Exploring the Chemical Space of Urease Inhibitors to Extract Meaningful Trends and Drivers of Activity

[Image: see text] Blocking the catalytic activity of urease has been shown to have a key role in different diseases as well as in different agricultural applications. A vast array of molecules have been tested against ureases of different species, but the clinical translation of these compounds has been limited due to challenges of potency, chemical and metabolic stability as well as promiscuity against other proteins. The design and development of new compounds greatly benefit from insights from previously tested compounds; however, no large-scale studies surveying the urease inhibitors’ chemical space exist that can provide an overview of developed compounds to data.

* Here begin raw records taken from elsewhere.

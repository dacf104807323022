use std::io::{ErrorKind, Read, Write};
use std::net::TcpListener;
use std::path::PathBuf;
use std::process::{Command, Output, Stdio};
use std::thread::JoinHandle;
use std::time::Duration;

use tempfile::TempDir;

#[allow(dead_code)]
pub fn run_smart_notes(args: &[&str]) -> Output {
    TestEnv::new().run(args)
}

pub struct TestEnv {
    home: TempDir,
    config: TempDir,
}

impl TestEnv {
    pub fn new() -> Self {
        Self {
            home: tempfile::tempdir().expect("create temporary HOME dir"),
            config: tempfile::tempdir().expect("create temporary XDG config dir"),
        }
    }

    fn command(&self, args: &[&str]) -> Command {
        let mut command = Command::new(env!("CARGO_BIN_EXE_smart-notes"));
        command
            .args(args)
            .env("HOME", self.home.path())
            .env("XDG_CONFIG_HOME", self.config.path())
            .env_remove("SMART_NOTES_GROQ_API_KEY")
            .env_remove("GROQ_API_KEY")
            .env_remove("RUST_LOG");
        command
    }

    pub fn run(&self, args: &[&str]) -> Output {
        self.run_with_stdin(args, "")
    }

    pub fn run_with_stdin(&self, args: &[&str], input: &str) -> Output {
        let mut child = self
            .command(args)
            .stdin(Stdio::piped())
            .stdout(Stdio::piped())
            .stderr(Stdio::piped())
            .spawn()
            .expect("failed to execute smart-notes binary");

        // The child may exit before reading (e.g. when gated), so a broken pipe is fine.
        if let Some(mut stdin) = child.stdin.take() {
            let _ = stdin.write_all(input.as_bytes());
        }

        child.wait_with_output().expect("wait for smart-notes")
    }

    #[allow(dead_code)]
    pub fn config_path(&self) -> PathBuf {
        let output = self.run(&["config", "path"]);
        assert!(
            output.status.success(),
            "config path should succeed\nstdout:\n{}\nstderr:\n{}",
            String::from_utf8_lossy(&output.stdout),
            String::from_utf8_lossy(&output.stderr),
        );

        let path = String::from_utf8_lossy(&output.stdout);
        PathBuf::from(path.trim())
    }

    #[allow(dead_code)]
    pub fn write_config(&self, contents: &str) {
        let config_path = self.config_path();
        if let Some(parent) = config_path.parent() {
            std::fs::create_dir_all(parent).expect("create config parent directory");
        }
        std::fs::write(&config_path, contents).expect("write config file");
    }

    #[allow(dead_code)]
    pub fn write_file(&self, name: &str, contents: &str) -> PathBuf {
        let path = self.home.path().join(name);
        std::fs::write(&path, contents).expect("write test file");
        path
    }
}

/// A local chat-completion endpoint that answers at most one request.
#[allow(dead_code)]
pub struct StubEndpoint {
    listener: TcpListener,
    pub url: String,
}

#[allow(dead_code)]
impl StubEndpoint {
    pub fn bind() -> Self {
        let listener = TcpListener::bind("127.0.0.1:0").expect("bind stub endpoint");
        let url = format!("http://{}", listener.local_addr().expect("stub address"));
        Self { listener, url }
    }

    /// Answer the next request; the handle yields the raw request that was received.
    pub fn respond_once(self, status_line: &'static str, body: String) -> JoinHandle<String> {
        std::thread::spawn(move || {
            let (mut socket, _) = self.listener.accept().expect("accept request");
            socket
                .set_read_timeout(Some(Duration::from_secs(10)))
                .expect("set read timeout");

            let mut received = Vec::new();
            let mut chunk = [0u8; 4096];
            while !request_complete(&received) {
                let n = socket.read(&mut chunk).expect("read request");
                if n == 0 {
                    break;
                }
                received.extend_from_slice(&chunk[..n]);
            }

            let response = format!(
                "HTTP/1.1 {status_line}\r\nContent-Type: application/json\r\nContent-Length: {}\r\nConnection: close\r\n\r\n{body}",
                body.len()
            );
            socket
                .write_all(response.as_bytes())
                .expect("write response");
            String::from_utf8_lossy(&received).to_string()
        })
    }

    /// True when nothing has connected since `bind`.
    pub fn was_never_contacted(&self) -> bool {
        self.listener
            .set_nonblocking(true)
            .expect("set listener nonblocking");
        matches!(self.listener.accept(), Err(e) if e.kind() == ErrorKind::WouldBlock)
    }
}

fn request_complete(received: &[u8]) -> bool {
    let Some(header_end) = received.windows(4).position(|w| w == b"\r\n\r\n") else {
        return false;
    };
    let headers = String::from_utf8_lossy(&received[..header_end]).to_lowercase();
    let content_length = headers
        .lines()
        .find_map(|line| line.strip_prefix("content-length:"))
        .and_then(|value| value.trim().parse::<usize>().ok())
        .unwrap_or(0);
    received.len() >= header_end + 4 + content_length
}

/// An OpenAI-style completion whose first choice carries `content`.
#[allow(dead_code)]
pub fn completion(content: &str) -> String {
    serde_json::json!({
        "id": "chatcmpl-test",
        "object": "chat.completion",
        "choices": [{
            "index": 0,
            "message": { "role": "assistant", "content": content },
            "finish_reason": "stop"
        }]
    })
    .to_string()
}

Therefore, given the increasing interest in developing new compounds for this target, we carried out a comprehensive analysis of the activity landscape published so far. To do so, we assembled and curated a data set of compounds tested against urease. To the best of our knowledge, this is the largest data set of urease inhibitors to date, composed of 3200 compounds of diverse structures. We characterized the data set in terms of chemical space coverage, molecular scaffolds, distribution with respect to physicochemical properties, as well as temporal trends of drug development. Through these analyses, we highlighted different substructures and functional groups responsible for distinct activity and inactivity against ureases. Furthermore, activity cliffs were assessed, and the chemical space of urease inhibitors was compared to DrugBank. Finally, we extracted meaningful patterns associated with activity using a decision tree algorithm. Overall, this study provides a critical overview of urease inhibitor research carried out in the last few decades and enabled finding underlying SAR patterns such as under-reported chemical functional groups that contribute to the overall activity. With this work, we propose different rules and practical implications that can guide the design or selection of novel compounds to be screened as well as lead optimization.